Beaucoup de bonnes choses se trouvent à manger dans la forêt et pour le connaisseur, chaque saison a son délice. La tentation touche d’abord une foule de baies comestibles. Notons parmi elles :

La viorne
La souple viorne (Viburnum trifolium), ou pimbina, est une espèce arbustive poussant dans les forêts humides. Son bois peut servir pour faire des paniers et ses fruits, d’un beau rouge vif, sont juteux, riches en vitamines C, mais assez amères. Ils se cueillent facilement tout l’hiver et tardent longtemps sur les branches car les oiseaux semblent les dédaigner. Tans pis pour eux, car on en fait pourtant une gelée et une compote merveilleuses!

Les sureaux
Les sureaux (Sambucus) poussent dans les bois humides, dans les clairières et les ravins. On rencontre une espèce de sureau au Québec qui soit intéressante pour son fruit. Il s’agit du sureau blanc (S.canadensis). On les mange crus ou on les cuisine sous forme de rafraîchissantes liqueurs, de vins fruités, de goûteuses confitures. Pour la qualité et la grosseur des fruits, on a développé des cultivars améliorés dont les variétés Donao, Franzi et Hashberg sont les plus populaires. Un petit mot sur les fleurs : elles possèdent un ferment naturel qui permet d’en faire une boisson rappelant le champagne.

L’amelanchier
Que ceux qui rêvent d’abondance songent un peu à l’amelanchier ! La générosité habite ces petits arbres! Tôt au printemps, ils se couvrent de blanc quand les premières feuilles sont autour d’un vert tendre. Et puis, succédant à cette jolie parure, les fruits, une multitude de fruits! Ils ressemblent assez aux bleuets par la texture et la taille, mais sont d’un arôme plus discret. Le goût, la texture, la grosseur, les qualités de cuisson des baies changent énormément d’un sujet à l’autre. On peut les manger crues, cuites ou surgelées, dans des desserts, dans des jus ou en faire des conserves. On les cuisine (ou pas) pour en faire des tartes, des glaces, des confitures, ou seuls avec de la crème et du sirop d’érable. Mmmm! Pour suppléer au goût délicat et à la taille menue de la baie, nos voisins de l’Ouest ont développé des cultivars intéressants (Thiessen, Honeywood). Soyez rapides dans la cueillette, car les oiseaux volent bas!

L’argousier
Enfin, l’argousier (Hyppopha‘ rhamino•des) est un arbre que l’on verra de plus en plus dans le paysage québécois dans les prochaine années. Originaire d’Europe et d’Asie, il est extrêmement résistant au froid, adaptable à tous types de sols et joli!
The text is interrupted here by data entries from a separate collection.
//! CSS Tokenizer
//!
//! A subset of CSS Syntax Level 3 tokenization. Each token keeps the raw
//! source text it was read from (used for output) and, where one exists, a
//! decoded value with escapes resolved (used for classification).

/// Kind of CSS token
#[derive(Debug, Clone, Copy, PartialEq, Eq)]
pub enum CssTokenKind {
    Ident,
    /// Function name followed by '(' (both in `raw`)
    Function,
    AtKeyword,
    Hash,
    String,
    /// String interrupted by an unescaped newline
    BadString,
    /// Unquoted `url(...)`
    Url,
    BadUrl,
    Number,
    Percentage,
    Dimension,
    Whitespace,
    Colon,
    Semicolon,
    Comma,
    OpenBrace,
    CloseBrace,
    OpenParen,
    CloseParen,
    OpenBracket,
    CloseBracket,
    Delim(char),
    /// `<!--`
    Cdo,
    /// `-->`
    Cdc,
}

/// A CSS token
#[derive(Debug, Clone, PartialEq, Eq)]
pub struct CssToken<'a> {
    pub kind: CssTokenKind,
    /// Source text of the token
    pub raw: &'a str,
    /// Decoded name, string contents or URL; empty for other kinds
    pub value: String,
}

#[inline]
fn is_name_start(c: char) -> bool {
    c.is_ascii_alphabetic() || c == '_' || !c.is_ascii()
}

#[inline]
fn is_name_char(c: char) -> bool {
    is_name_start(c) || c.is_ascii_digit() || c == '-'
}

#[inline]
fn is_newline(c: char) -> bool {
    matches!(c, '\n' | '\r' | '\x0c')
}

#[inline]
fn is_css_whitespace(c: char) -> bool {
    matches!(c, ' ' | '\t' | '\n' | '\r' | '\x0c')
}

fn is_valid_escape(first: Option<char>, second: Option<char>) -> bool {
    first == Some('\\') && second.is_some_and(|c| !is_newline(c))
}

fn starts_ident(first: Option<char>, second: Option<char>, third: Option<char>) -> bool {
    match first {
        Some('-') => {
            second.is_some_and(|c| is_name_start(c) || c == '-') || is_valid_escape(second, third)
        }
        Some('\\') => is_valid_escape(first, second),
        Some(c) => is_name_start(c),
        None => false,
    }
}

fn starts_number(first: Option<char>, second: Option<char>, third: Option<char>) -> bool {
    let digit = |c: Option<char>| c.is_some_and(|c| c.is_ascii_digit());
    match first {
        Some('+') | Some('-') => digit(second) || (second == Some('.') && digit(third)),
        Some('.') => digit(second),
        c => digit(c),
    }
}

/// Streaming CSS tokenizer over a string slice
pub struct CssTokenizer<'a> {
    input: &'a str,
    pos: usize,
}

impl<'a> CssTokenizer<'a> {
    pub fn new(input: &'a str) -> Self {
        CssTokenizer { input, pos: 0 }
    }

    #[inline]
    fn peek(&self) -> Option<char> {
        self.input[self.pos..].chars().next()
    }

    #[inline]
    fn peek_nth(&self, n: usize) -> Option<char> {
        self.input[self.pos..].chars().nth(n)
    }

    #[inline]
    fn bump(&mut self) -> Option<char> {
        let c = self.peek()?;
        self.pos += c.len_utf8();
        Some(c)
    }

    fn token(&self, kind: CssTokenKind, start: usize, value: String) -> CssToken<'a> {
        CssToken {
            kind,
            raw: &self.input[start..self.pos],
            value,
        }
    }

    /// Skip any comments at the current position
    fn skip_comments(&mut self) {
        while self.input[self.pos..].starts_with("/*") {
            match self.input[self.pos + 2..].find("*/") {
                Some(end) => self.pos += 2 + end + 2,
                None => self.pos = self.input.len(),
            }
        }
    }

    /// Consume an escape after the backslash
    fn consume_escape(&mut self) -> char {
        match self.peek() {
            Some(c) if c.is_ascii_hexdigit() => {
                let mut value: u32 = 0;
                let mut digits = 0;
                while digits < 6 {
                    match self.peek().and_then(|d| d.to_digit(16)) {
                        Some(d) => {
                            value = value * 16 + d;
                            digits += 1;
                            self.bump();
                        }
                        None => break,
                    }
                }
                if self.peek() == Some('\r') {
                    self.bump();
                    if self.peek() == Some('\n') {
                        self.bump();
                    }
                } else if self.peek().is_some_and(is_css_whitespace) {
                    self.bump();
                }
                match char::from_u32(value) {
                    Some('\0') | None => '\u{FFFD}',
                    Some(ch) => ch,
                }
            }
            Some(_) => self.bump().unwrap_or('\u{FFFD}'),
            None => '\u{FFFD}',
        }
    }

    /// Consume a name, decoding escapes
    fn consume_name(&mut self) -> String {
        let mut name = String::new();
        loop {
            match self.peek() {
                Some(c) if is_name_char(c) => {
                    self.bump();
                    name.push(c);
                }
                Some('\\') if is_valid_escape(self.peek(), self.peek_nth(1)) => {
                    self.bump();
                    name.push(self.consume_escape());
                }
                _ => return name,
            }
        }
    }

    fn consume_digits(&mut self) {
        while self.peek().is_some_and(|c| c.is_ascii_digit()) {
            self.bump();
        }
    }

    fn consume_numeric(&mut self, start: usize) -> CssToken<'a> {
        if matches!(self.peek(), Some('+') | Some('-')) {
            self.bump();
        }
        self.consume_digits();
        if self.peek() == Some('.') && self.peek_nth(1).is_some_and(|c| c.is_ascii_digit()) {
            self.bump();
            self.consume_digits();
        }
        if matches!(self.peek(), Some('e') | Some('E')) {
            let next = self.peek_nth(1);
            let after = self.peek_nth(2);
            let signed = matches!(next, Some('+') | Some('-')) && after.is_some_and(|c| c.is_ascii_digit());
            if signed || next.is_some_and(|c| c.is_ascii_digit()) {
                self.bump();
                if signed {
                    self.bump();
                }
                self.consume_digits();
            }
        }

        if starts_ident(self.peek(), self.peek_nth(1), self.peek_nth(2)) {
            let unit = self.consume_name();
            return self.token(CssTokenKind::Dimension, start, unit);
        }
        if self.peek() == Some('%') {
            self.bump();
            return self.token(CssTokenKind::Percentage, start, String::new());
        }
        self.token(CssTokenKind::Number, start, String::new())
    }

    fn consume_ident_like(&mut self, start: usize) -> CssToken<'a> {
        let name = self.consume_name();
        if self.peek() != Some('(') {
            return self.token(CssTokenKind::Ident, start, name);
        }
        self.bump();

        if name.eq_ignore_ascii_case("url") {
            // url("...") is a function taking a string
            let mut offset = 0;
            while self.peek_nth(offset).is_some_and(is_css_whitespace) {
                offset += 1;
            }
            if !matches!(self.peek_nth(offset), Some('"') | Some('\'')) {
                return self.consume_url(start);
            }
        }
        self.token(CssTokenKind::Function, start, name)
    }

    /// Consume an unquoted URL after `url(`
    fn consume_url(&mut self, start: usize) -> CssToken<'a> {
        while self.peek().is_some_and(is_css_whitespace) {
            self.bump();
        }
        let mut url = String::new();
        loop {
            match self.bump() {
                None | Some(')') => return self.token(CssTokenKind::Url, start, url),
                Some(c) if is_css_whitespace(c) => {
                    while self.peek().is_some_and(is_css_whitespace) {
                        self.bump();
                    }
                    match self.peek() {
                        None => return self.token(CssTokenKind::Url, start, url),
                        Some(')') => {
                            self.bump();
                            return self.token(CssTokenKind::Url, start, url);
                        }
                        Some(_) => return self.consume_bad_url(start),
                    }
                }
                Some('"') | Some('\'') | Some('(') => return self.consume_bad_url(start),
                Some(c) if c.is_ascii_control() => return self.consume_bad_url(start),
                Some('\\') => {
                    if self.peek().is_some_and(|c| !is_newline(c)) {
                        url.push(self.consume_escape());
                    } else {
                        return self.consume_bad_url(start);
                    }
                }
                Some(c) => url.push(c),
            }
        }
    }

    fn consume_bad_url(&mut self, start: usize) -> CssToken<'a> {
        loop {
            match self.bump() {
                None | Some(')') => break,
                Some('\\') => {
                    self.bump();
                }
                Some(_) => {}
            }
        }
        self.token(CssTokenKind::BadUrl, start, String::new())
    }

    fn consume_string(&mut self, start: usize, quote: char) -> CssToken<'a> {
        let mut value = String::new();
        loop {
            match self.peek() {
                None => break,
                Some(c) if c == quote => {
                    self.bump();
                    break;
                }
                Some(c) if is_newline(c) => {
                    return self.token(CssTokenKind::BadString, start, value);
                }
                Some('\\') => {
                    self.bump();
                    match self.peek() {
                        None => {}
                        Some('\r') => {
                            self.bump();
                            if self.peek() == Some('\n') {
                                self.bump();
                            }
                        }
                        Some(c) if is_newline(c) => {
                            self.bump();
                        }
                        Some(_) => value.push(self.consume_escape()),
                    }
                }
                Some(c) => {
                    self.bump();
                    value.push(c);
                }
            }
        }
        self.token(CssTokenKind::String, start, value)
    }

    /// Get the next token, or None at end of input
    pub fn next_token(&mut self) -> Option<CssToken<'a>> {
        self.skip_comments();
        let start = self.pos;
        let c = self.peek()?;
        let (c1, c2) = (self.peek_nth(1), self.peek_nth(2));

        let simple = |t: &mut Self, kind: CssTokenKind| {
            t.bump();
            t.token(kind, start, String::new())
        };

        let token = match c {
            c if is_css_whitespace(c) => {
                while self.peek().is_some_and(is_css_whitespace) {
                    self.bump();
                }
                self.token(CssTokenKind::Whitespace, start, String::new())
            }
            '"' | '\'' => {
                self.bump();
                self.consume_string(start, c)
            }
            '#' => {
                if c1.is_some_and(is_name_char) || is_valid_escape(c1, c2) {
                    self.bump();
                    let name = self.consume_name();
                    self.token(CssTokenKind::Hash, start, name)
                } else {
                    simple(self, CssTokenKind::Delim('#'))
                }
            }
            '(' => simple(self, CssTokenKind::OpenParen),
            ')' => simple(self, CssTokenKind::CloseParen),
            '[' => simple(self, CssTokenKind::OpenBracket),
            ']' => simple(self, CssTokenKind::CloseBracket),
            '{' => simple(self, CssTokenKind::OpenBrace),
            '}' => simple(self, CssTokenKind::CloseBrace),
            ',' => simple(self, CssTokenKind::Comma),
            ':' => simple(self, CssTokenKind::Colon),
            ';' => simple(self, CssTokenKind::Semicolon),
            '+' | '.' if starts_number(Some(c), c1, c2) => self.consume_numeric(start),
            '-' => {
                if starts_number(Some(c), c1, c2) {
                    self.consume_numeric(start)
                } else if c1 == Some('-') && c2 == Some('>') {
                    self.pos += 3;
                    self.token(CssTokenKind::Cdc, start, String::new())
                } else if starts_ident(Some(c), c1, c2) {
                    self.consume_ident_like(start)
                } else {
                    simple(self, CssTokenKind::Delim('-'))
                }
            }
            '<' if self.input[self.pos..].starts_with("<!--") => {
                self.pos += 4;
                self.token(CssTokenKind::Cdo, start, String::new())
            }
            '@' => {
                if starts_ident(c1, c2, self.peek_nth(3)) {
                    self.bump();
                    let name = self.consume_name();
                    self.token(CssTokenKind::AtKeyword, start, name)
                } else {
                    simple(self, CssTokenKind::Delim('@'))
                }
            }
            '\\' if is_valid_escape(Some(c), c1) => self.consume_ident_like(start),
            c if c.is_ascii_digit() => self.consume_numeric(start),
            c if is_name_start(c) => self.consume_ident_like(start),
            c => simple(self, CssTokenKind::Delim(c)),
        };
        Some(token)
    }
}

impl<'a> Iterator for CssTokenizer<'a> {
    type Item = CssToken<'a>;

    fn next(&mut self) -> Option<Self::Item> {
        self.next_token()
    }
}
Ce n’est pas pour son doux feuillage gris qu’on le convoite, mais plutôt pour ses baies orange vif dont on tire près de deux cent produits dans le vieux continent. On consomme communément le jus acide des fruits en prenant soin de l’adoucir d’un sucre. Mais pourquoi, pourquoi donc n’est-il pas plus commun? Eh bien, il sait se défendre des cueilleurs impatients par de vigoureuses épines!

Des ressources infinies!
Le sujet est vaste, mais l’étude en est passionnante. Nous aurions pu aborder les noix avec des arbres tels que les noyers noir et cendrés, les chênes à gland doux et à gros gland, le caryer et d’autres… Et pour ce qui est des ressources fruitières proprement dites, même si les ressources abondent sur le sujet, nous demeurons somme toute assez conservateurs dans les variétés cultivées. Pommes, poires, prunes, cerises, kiwis peuvent être cultivées sous nos conditions (c.f. catalogue de la ferme à Pointe du Moulin). Finalement, tôt au printemps, la consommation de bourgeons à des fins thérapeutiques (gemmothérapie) ou non, nous amène vers de splendides découvertes: les bourgeons du bouleau jaune et leur goût de thé des bois, certaines fleurs d’érable avec leur goût d’asperge, les rosacées qui ont en général une saveur plutôt douces…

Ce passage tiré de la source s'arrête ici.